What is expected:
Word for word, give the listing below again.

[Start of section]

impl HostDevice {
    fn open(
        device: nusb::Device,
        info: DeviceInfo,
        dma_bus: BusDeviceRef,
        slot_id: u8,
        controller: Weak<Mutex<XhciController>>,
    ) -> Result<Self, UsbError> {
        // Claim all interfaces of the active configuration.
        let mut interfaces = vec![];
        let desc = device.active_configuration().map_err(|error| {
            warn!("host device has no active configuration: {error}");
            UsbError::NoPipe
        })?;
        for interface in desc.interfaces() {
            let interface_number = interface.interface_number();
            debug!("claiming interface {interface_number}");
            interfaces.push(
                device
                    .detach_and_claim_interface(interface_number)
                    .wait()
                    .map_err(|error| {
                        warn!("failed to claim interface {interface_number}: {error}");
                        UsbError::InUse
                    })?,
            );
        }

        Ok(Self {
            device,
            interfaces,
            info,
            dma_bus,
            slot_id,
            controller,
            ep_types: HashMap::new(),
            workers: HashMap::new(),
            cancel: CancellationToken::new(),
        })
    }

    fn interface_containing_endpoint(&self, endpoint_address: u8) -> Option<&Interface> {
        self.interfaces.iter().find(|interface| {
            interface
                .descriptor()
                .is_some_and(|desc| desc.endpoints().any(|ep| ep.address() == endpoint_address))
        })
    }

    /// Lazily create the worker task servicing an endpoint.
    fn ensure_worker(&mut self, endpoint_id: u8, dir: Direction) -> Result<(), UsbError> {
        if self.workers.contains_key(&endpoint_id) {
            return Ok(());
        }

        let number = endpoint_id / 2;
        let address = match dir {
            Direction::In => 0x80 | number,
            Direction::Out => number,
        };
        let interface = self
            .interface_containing_endpoint(address)
            .ok_or(UsbError::NoPipe)?;

        let ep_type = self.ep_types.get(&endpoint_id).copied().unwrap_or_else(|| {
            warn!("endpoint {endpoint_id} was never configured, assuming bulk");
            if dir == Direction::In {
                endpoint_type::BULK_IN
            } else {
                endpoint_type::BULK_OUT
            }
        });

        let (sender, receiver) = mpsc::unbounded_channel();
        let ctx = WorkerContext {
            dma_bus: self.dma_bus.clone(),
            controller: self.controller.clone(),
            slot_id: self.slot_id,
            endpoint_id,
            cancel: self.cancel.clone(),
        };

        match (ep_type, dir) {
            (endpoint_type::BULK_IN, Direction::In) => {
                let endpoint = interface
                    .endpoint::<Bulk, In>(address)
                    .map_err(|_| UsbError::NoPipe)?;
                runtime().spawn(transfer_in_worker(endpoint, receiver, ctx));
            }
            (endpoint_type::INTERRUPT_IN, Direction::In) => {
                let endpoint = interface
                    .endpoint::<Interrupt, In>(address)
                    .map_err(|_| UsbError::NoPipe)?;
                runtime().spawn(transfer_in_worker(endpoint, receiver, ctx));
            }
            (endpoint_type::BULK_OUT, Direction::Out) => {
                let endpoint = interface
                    .endpoint::<Bulk, Out>(address)
                    .map_err(|_| UsbError::NoPipe)?;
                runtime().spawn(transfer_out_worker(endpoint, receiver, ctx));
            }
            (ep_type, dir) => {
                warn!("unsupported endpoint type {ep_type} ({dir:?}) on pass-through device");
                return Err(UsbError::NoPipe);
            }
        }

        self.workers.insert(endpoint_id, EndpointWorker { sender });
        debug!("started worker for endpoint id {endpoint_id}");
        Ok(())
    }

    fn control_request(&mut self, xfer: &mut XferQueue) -> Result<(), UsbError> {
        let Some(request) = xfer.ureq else {
            return Err(UsbError::IoErrorTrb);
        };

        debug!(
            "forwarding control request: request_type={:#x}, request={:#x}, value={:#x}, \
             index={}, length={}",
            request.request_type, request.request, request.value, request.index, request.length
        );

        let (recipient, control_type) = extract_recipient_and_type(request.request_type);

        if request.is_device_to_host() {
            let control = ControlIn {
                control_type,
                recipient,
                request: request.request,
                value: request.value,
                index: request.index,
                length: request.length,
            };
            let data = self
                .device
                .control_in(control, CONTROL_TIMEOUT)
                .wait()
                .map_err(map_transfer_error)?;

            let mut short = data.len() < request.length as usize;
            let mut offset = 0;
            for block in xfer.iter_mut() {
                if block.processed != BlockState::Free {
                    continue;
                }
                if offset < data.len() {
                    let n = block.write_data(self.dma_bus.as_ref(), &data[offset..]);
                    offset += n;
                    block.done = n as u32;
                    if n < block.requested as usize {
                        short = true;
                    }
                }
                block.processed = BlockState::Done;
            }
            if short {
                return Err(UsbError::ShortTransfer);
            }
        } else {
            let mut payload = Vec::new();
            for block in xfer.iter_mut() {
                if block.processed != BlockState::Free {
                    continue;
                }
                if !matches!(block.buffer, BlockBuffer::None) {
                    payload.extend_from_slice(&block.read_data(self.dma_bus.as_ref()));
                    block.done = block.requested;
                }
                block.processed = BlockState::Done;
            }
            let control = ControlOut {
                control_type,
                recipient,
                request: request.request,
                value: request.value,
                index: request.index,
                data: &payload,
            };
            self.device
                .control_out(control, CONTROL_TIMEOUT)
                .wait()
                .map_err(map_transfer_error)?;
        }

        Ok(())
    }
}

[End of section]

Reply:
impl HostDevice {
    fn open(
        device: nusb::Device,
        info: DeviceInfo,
        dma_bus: BusDeviceRef,
        slot_id: u8,
        controller: Weak<Mutex<XhciController>>,
    ) -> Result<Self, UsbError> {
        // Claim all interfaces of the active configuration.
        let mut interfaces = vec![];
        let desc = device.active_configuration().map_err(|error| {
            warn!("host device has no active configuration: {error}");
            UsbError::NoPipe
        })?;
        for interface in desc.interfaces() {
            let interface_number = interface.interface_number();
            debug!("claiming interface {interface_number}");
            interfaces.push(
                device
                    .detach_and_claim_interface(interface_number)
                    .wait()
                    .map_err(|error| {
                        warn!("failed to claim interface {interface_number}: {error}");
                        UsbError::InUse
                    })?,
            );
        }

        Ok(Self {
            device,
            interfaces,
            info,
            dma_bus,
            slot_id,
            controller,
            ep_types: HashMap::new(),
            workers: HashMap::new(),
            cancel: CancellationToken::new(),
        })
    }

    fn interface_containing_endpoint(&self, endpoint_address: u8) -> Option<&Interface> {
        self.interfaces.iter().find(|interface| {
            interface
                .descriptor()
                .is_some_and(|desc| desc.endpoints().any(|ep| ep.address() == endpoint_address))
        })
    }

    /// Lazily create the worker task servicing an endpoint.
    fn ensure_worker(&mut self, endpoint_id: u8, dir: Direction) -> Result<(), UsbError> {
        if self.workers.contains_key(&endpoint_id) {
            return Ok(());
        }

        let number = endpoint_id / 2;
        let address = match dir {
            Direction::In => 0x80 | number,
            Direction::Out => number,
        };
        let interface = self
            .interface_containing_endpoint(address)
            .ok_or(UsbError::NoPipe)?;

        let ep_type = self.ep_types.get(&endpoint_id).copied().unwrap_or_else(|| {
            warn!("endpoint {endpoint_id} was never configured, assuming bulk");
            if dir == Direction::In {
                endpoint_type::BULK_IN
            } else {
                endpoint_type::BULK_OUT
            }
        });

        let (sender, receiver) = mpsc::unbounded_channel();
        let ctx = WorkerContext {
            dma_bus: self.dma_bus.clone(),
            controller: self.controller.clone(),
            slot_id: self.slot_id,
            endpoint_id,
            cancel: self.cancel.clone(),
        };

        match (ep_type, dir) {
            (endpoint_type::BULK_IN, Direction::In) => {
                let endpoint = interface
                    .endpoint::<Bulk, In>(address)
                    .map_err(|_| UsbError::NoPipe)?;
                runtime().spawn(transfer_in_worker(endpoint, receiver, ctx));
            }
            (endpoint_type::INTERRUPT_IN, Direction::In) => {
                let endpoint = interface
                    .endpoint::<Interrupt, In>(address)
                    .map_err(|_| UsbError::NoPipe)?;
                runtime().spawn(transfer_in_worker(endpoint, receiver, ctx));
            }
            (endpoint_type::BULK_OUT, Direction::Out) => {
                let endpoint = interface
                    .endpoint::<Bulk, Out>(address)
                    .map_err(|_| UsbError::NoPipe)?;
                runtime().spawn(transfer_out_worker(endpoint, receiver, ctx));
            }
            (ep_type, dir) => {
                warn!("unsupported endpoint type {ep_type} ({dir:?}) on pass-through device");
                return Err(UsbError::NoPipe);
            }
        }

        self.workers.insert(endpoint_id, EndpointWorker { sender });
        debug!("started worker for endpoint id {endpoint_id}");
        Ok(())
    }

    fn control_request(&mut self, xfer: &mut XferQueue) -> Result<(), UsbError> {
        let Some(request) = xfer.ureq else {
            return Err(UsbError::IoErrorTrb);
        };

        debug!(
            "forwarding control request: request_type={:#x}, request={:#x}, value={:#x}, \
             index={}, length={}",
            request.request_type, request.request, request.value, request.index, request.length
        );

        let (recipient, control_type) = extract_recipient_and_type(request.request_type);

        if request.is_device_to_host() {
            let control = ControlIn {
                control_type,
                recipient,
                request: request.request,
                value: request.value,
                index: request.index,
                length: request.length,
            };
            let data = self
                .device
                .control_in(control, CONTROL_TIMEOUT)
                .wait()
                .map_err(map_transfer_error)?;

            let mut short = data.len() < request.length as usize;
            let mut offset = 0;
            for block in xfer.iter_mut() {
                if block.processed != BlockState::Free {
                    continue;
                }
                if offset < data.len() {
                    let n = block.write_data(self.dma_bus.as_ref(), &data[offset..]);
                    offset += n;
                    block.done = n as u32;
                    if n < block.requested as usize {
                        short = true;
                    }
                }
                block.processed = BlockState::Done;
            }
            if short {
                return Err(UsbError::ShortTransfer);
            }
        } else {
            let mut payload = Vec::new();
            for block in xfer.iter_mut() {
                if block.processed != BlockState::Free {
                    continue;
                }
                if !matches!(block.buffer, BlockBuffer::None) {
                    payload.extend_from_slice(&block.read_data(self.dma_bus.as_ref()));
                    block.done = block.requested;
                }
                block.processed = BlockState::Done;
            }
            let control = ControlOut {
                control_type,
                recipient,
                request: request.request,
                value: request.value,
                index: request.index,
                data: &payload,
            };
            self.device
                .control_out(control, CONTROL_TIMEOUT)
                .wait()
                .map_err(map_transfer_error)?;
        }

        Ok(())
    }
}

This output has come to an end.